Apple was removed from JPMorgan’s Analyst Focus List.

Apple JPMorgan

Apple Inc. was removed from JPMorgan’s Analyst Focus List, with the firm seeing limited near-term upside going into the release of the iPhone maker’s quarterly results.

Based on its most recent close, Apple shares have climbed nearly 31% over the past three months, easily exceeding the nearly 18% gain of the S&P 500 information technology index, and returning more than twice the roughly 12% rise of the S&P 500. The stock rose 1.1% before the bell on Monday.

At current valuations, “investors looking for further upside have to focus on the longer-term earnings trajectory rather than expect near-term upside,” wrote analyst Samik Chatterjee, who added that the tailwinds of 5G growth and “the likelihood of an earnings beat” in the upcoming results already appear priced into the stock.

JPMorgan has an overweight rating on Apple shares, and despite removing the company from the focus list, raised its price target to $425 from $365. The firm still sees “ample upside to the shares, but largely on willingness to look to the out-year,” a “time horizon that a majority of investors we have discussions with are willing to participate in the shares for.”

Apple is scheduled to report third-quarter results after the market closes on July 30. JPMorgan is not the only firm to strike a relatively cautious note ahead of the report.

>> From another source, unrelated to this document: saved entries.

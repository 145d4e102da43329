//! Fixed-size thread pool for scheduled closures
//!
//! ```text
//! schedule(f) ──► ┌──────────────────────────────┐
//!                 │  FIFO queue (Mutex+Condvar)   │
//!                 └──────────────────────────────┘
//!                    │          │           │
//!                    ▼          ▼           ▼
//!               [thread 0] [thread 1] ... [thread N-1]
//! ```
//!
//! Threads take the next closure from the shared queue until they dequeue a
//! terminate sentinel. There is no thread affinity.

mod thread_pool;

pub use thread_pool::{Job, SchedulingError, ThreadPool, DEFAULT_POOL_SIZE};
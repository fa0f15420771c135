//! Database migrations module
//!
//! This module provides code-based database migrations for the GlobalNest
//! service. All migrations are embedded directly in Rust code as SQL strings,
//! supporting both SQLite and PostgreSQL databases for single-binary
//! deployment.
//!
//! # Usage
//!
//! ```ignore
//! use globalnest::db::{create_pool, migrations};
//!
//! let pool = create_pool(&config).await?;
//! migrations::run_migrations(&pool).await?;
//! ```
//!
//! # Architecture
//!
//! Each migration is defined as a `Migration` struct containing:
//! - `version`: Unique version number for ordering
//! - `name`: Human-readable migration name
//! - `up_sqlite`: SQL for SQLite databases
//! - `up_postgres`: SQL for PostgreSQL databases

use anyhow::{Context, Result};
use chrono::{DateTime, Utc};
use sqlx::{PgPool, Row, SqlitePool};

use super::DynDatabasePool;
use crate::config::DatabaseDriver;

/// A database migration with SQL for both SQLite and PostgreSQL
#[derive(Debug, Clone)]
pub struct Migration {
    /// Migration version number (must be unique and sequential)
    pub version: i32,
    /// Human-readable migration name
    pub name: &'static str,
    /// SQL statements for SQLite
    pub up_sqlite: &'static str,
    /// SQL statements for PostgreSQL
    pub up_postgres: &'static str,
}

/// Migration record stored in the database
#[derive(Debug, Clone)]
pub struct MigrationRecord {
    /// Migration version number
    pub version: i64,
    /// Migration name/description
    pub name: String,
    /// When the migration was applied
    pub applied_at: DateTime<Utc>,
}
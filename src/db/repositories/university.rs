//! University directory repository
//!
//! Read operations for the seeded university directory and its students.

use crate::config::DatabaseDriver;
use crate::db::DynDatabasePool;
use crate::models::{Student, StudentStatus, University};
use anyhow::{Context, Result};
use async_trait::async_trait;
use sqlx::{PgPool, Row, SqlitePool};
use std::str::FromStr;
use std::sync::Arc;

/// University repository trait
#[async_trait]
pub trait UniversityRepository: Send + Sync {
    /// List all universities in directory order
    async fn list(&self) -> Result<Vec<University>>;

    /// Get a university by ID
    async fn get_by_id(&self, id: i64) -> Result<Option<University>>;

    /// List students of a university
    async fn list_students(&self, university_id: i64) -> Result<Vec<Student>>;
}

/// SQLx-based university repository implementation
///
/// Supports both SQLite and PostgreSQL databases.
pub struct SqlxUniversityRepository {
    pool: DynDatabasePool,
}

impl SqlxUniversityRepository {
    /// Create a new SQLx university repository
    pub fn new(pool: DynDatabasePool) -> Self {
        Self { pool }
    }

    /// Create a shared repository for use with dependency injection
    pub fn boxed(pool: DynDatabasePool) -> Arc<dyn UniversityRepository> {
        Arc::new(Self::new(pool))
    }
}

#[async_trait]
impl UniversityRepository for SqlxUniversityRepository {
    async fn list(&self) -> Result<Vec<University>> {
        match self.pool.driver() {
            DatabaseDriver::Sqlite => list_universities_sqlite(self.pool.as_sqlite().unwrap()).await,
            DatabaseDriver::Postgres => {
                list_universities_postgres(self.pool.as_postgres().unwrap()).await
            }
        }
    }

    async fn get_by_id(&self, id: i64) -> Result<Option<University>> {
        match self.pool.driver() {
            DatabaseDriver::Sqlite => {
                get_university_sqlite(self.pool.as_sqlite().unwrap(), id).await
            }
            DatabaseDriver::Postgres => {
                get_university_postgres(self.pool.as_postgres().unwrap(), id).await
            }
        }
    }

    async fn list_students(&self, university_id: i64) -> Result<Vec<Student>> {
        match self.pool.driver() {
            DatabaseDriver::Sqlite => {
                list_students_sqlite(self.pool.as_sqlite().unwrap(), university_id).await
            }
            DatabaseDriver::Postgres => {
                list_students_postgres(self.pool.as_postgres().unwrap(), university_id).await
            }
        }
    }
}

// ============================================================================
// SQLite implementations
// ============================================================================

async fn list_universities_sqlite(pool: &SqlitePool) -> Result<Vec<University>> {
    let rows = sqlx::query(
        "SELECT id, name, location, acceptance_rate, annual_fees, description
         FROM universities ORDER BY id",
    )
    .fetch_all(pool)
    .await
    .context("Failed to list universities")?;

    Ok(rows.iter().map(row_to_university_sqlite).collect())
}

async fn get_university_sqlite(pool: &SqlitePool, id: i64) -> Result<Option<University>> {
    let row = sqlx::query(
        "SELECT id, name, location, acceptance_rate, annual_fees, description
         FROM universities WHERE id = ?",
    )
    .bind(id)
    .fetch_optional(pool)
    .await
    .context("Failed to get university")?;

    Ok(row.map(|row| row_to_university_sqlite(&row)))
}

async fn list_students_sqlite(pool: &SqlitePool, university_id: i64) -> Result<Vec<Student>> {
    let rows = sqlx::query(
        "SELECT id, university_id, name, roll_number, degree, batch_year, course, status, profile_picture
         FROM university_students WHERE university_id = ? ORDER BY batch_year DESC, name",
    )
    .bind(university_id)
    .fetch_all(pool)
    .await
    .context("Failed to list students")?;

    rows.iter().map(row_to_student_sqlite).collect()
}

fn row_to_university_sqlite(row: &sqlx::sqlite::SqliteRow) -> University {
    University {
        id: row.get("id"),
        name: row.get("name"),
        location: row.get("location"),
        acceptance_rate: row.get("acceptance_rate"),
        annual_fees: row.get("annual_fees"),
        description: row.get("description"),
    }
}

fn row_to_student_sqlite(row: &sqlx::sqlite::SqliteRow) -> Result<Student> {
    let status_str: String = row.get("status");

    Ok(Student {
        id: row.get("id"),
        university_id: row.get("university_id"),
        name: row.get("name"),
        roll_number: row.get("roll_number"),
        degree: row.get("degree"),
        batch_year: row.get("batch_year"),
        course: row.get("course"),
        status: StudentStatus::from_str(&status_str)
            .with_context(|| format!("Invalid student status in database: {}", status_str))?,
        profile_picture: row.get("profile_picture"),
    })
}

// ============================================================================
// PostgreSQL implementations
// ============================================================================

async fn list_universities_postgres(pool: &PgPool) -> Result<Vec<University>> {
    let rows = sqlx::query(
        "SELECT id, name, location, acceptance_rate, annual_fees, description
         FROM universities ORDER BY id",
    )
    .fetch_all(pool)
    .await
    .context("Failed to list universities")?;

    Ok(rows.iter().map(row_to_university_postgres).collect())
}

async fn get_university_postgres(pool: &PgPool, id: i64) -> Result<Option<University>> {
    let row = sqlx::query(
        "SELECT id, name, location, acceptance_rate, annual_fees, description
         FROM universities WHERE id = $1",
    )
    .bind(id)
    .fetch_optional(pool)
    .await
    .context("Failed to get university")?;

    Ok(row.map(|row| row_to_university_postgres(&row)))
}

async fn list_students_postgres(pool: &PgPool, university_id: i64) -> Result<Vec<Student>> {
    let rows = sqlx::query(
        "SELECT id, university_id, name, roll_number, degree, batch_year, course, status, profile_picture
         FROM university_students WHERE university_id = $1 ORDER BY batch_year DESC, name",
    )
    .bind(university_id)
    .fetch_all(pool)
    .await
    .context("Failed to list students")?;

    rows.iter().map(row_to_student_postgres).collect()
}

fn row_to_university_postgres(row: &sqlx::postgres::PgRow) -> University {
    University {
        id: row.get("id"),
        name: row.get("name"),
        location: row.get("location"),
        acceptance_rate: row.get("acceptance_rate"),
        annual_fees: row.get("annual_fees"),
        description: row.get("description"),
    }
}

fn row_to_student_postgres(row: &sqlx::postgres::PgRow) -> Result<Student> {
    let status_str: String = row.get("status");

    Ok(Student {
        id: row.get("id"),
        university_id: row.get("university_id"),
        name: row.get("name"),
        roll_number: row.get("roll_number"),
        degree: row.get("degree"),
        batch_year: row.get("batch_year"),
        course: row.get("course"),
        status: StudentStatus::from_str(&status_str)
            .with_context(|| format!("Invalid student status in database: {}", status_str))?,
        profile_picture: row.get("profile_picture"),
    })
}

#[cfg(test)]
mod tests {
    use super::*;
    use crate::db::{create_test_pool, migrations};

    async fn setup() -> SqlxUniversityRepository {
        let pool = create_test_pool().await.expect("Failed to create test pool");
        migrations::run_migrations(&pool)
            .await
            .expect("Failed to run migrations");
        SqlxUniversityRepository::new(pool)
    }

    #[tokio::test]
    async fn test_list_seeded_directory() {
        let repo = setup().await;

        let universities = repo.list().await.expect("Failed to list universities");

        assert_eq!(universities.len(), 7);
        assert_eq!(universities[0].name, "Stanford University");
        assert_eq!(universities[0].acceptance_rate, 4.3);
    }

    #[tokio::test]
    async fn test_get_by_id() {
        let repo = setup().await;
        let universities = repo.list().await.unwrap();

        let found = repo
            .get_by_id(universities[0].id)
            .await
            .expect("Failed to get university")
            .expect("University not found");
        assert_eq!(found.name, universities[0].name);

        assert!(repo.get_by_id(9999).await.unwrap().is_none());
    }

    #[tokio::test]
    async fn test_students_empty_by_default() {
        let repo = setup().await;
        let universities = repo.list().await.unwrap();

        let students = repo
            .list_students(universities[0].id)
            .await
            .expect("Failed to list students");
        assert!(students.is_empty());
    }
}
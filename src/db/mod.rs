//! Database layer
//!
//! This module provides database abstraction for the GlobalNest service.
//! It supports:
//! - SQLite (default, for single-binary deployment)
//! - PostgreSQL (for hosted deployments)
//!
//! The database driver is selected based on configuration.
//!
//! # Architecture
//!
//! The database layer uses a trait-based abstraction (`DatabasePool`) that
//! allows the application to work with either SQLite or PostgreSQL without
//! knowing the specific backend.
//!
//! # Usage
//!
//! ```ignore
//! use globalnest::config::DatabaseConfig;
//! use globalnest::db::{create_pool, DatabasePool, migrations};
//!
//! let config = DatabaseConfig::default();
//! let pool = create_pool(&config).await?;
//! migrations::run_migrations(&pool).await?;
//! pool.ping().await?;
//! ```

pub mod migrations;
pub mod pool;
pub mod repositories;

pub use pool::{
    create_pool, create_test_pool, DatabasePool, DynDatabasePool, PostgresDatabase, SqliteDatabase,
};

Also on Monday, Cowen warned that visibility was “still opaque,” and said forecasting demand “remains difficult given the ongoing impact of COVID-19 on consumption, Apple Store closures in different regions, [and] possible delayed consumer purchases in anticipation of an upcoming 5G iPhone.” The firm has an outperform rating on the shares, and wrote that owning the stock at current levels “is not about the quarterly results/outlook into this call,” but instead about its long-term prospects.

Last week, Wolfe Research started coverage on Apple with an underperform rating. Earlier this month, Deutsche Bank said it was “surprised at both the speed and magnitude of the rebound” in Apple shares, adding that the move “has us nervous.”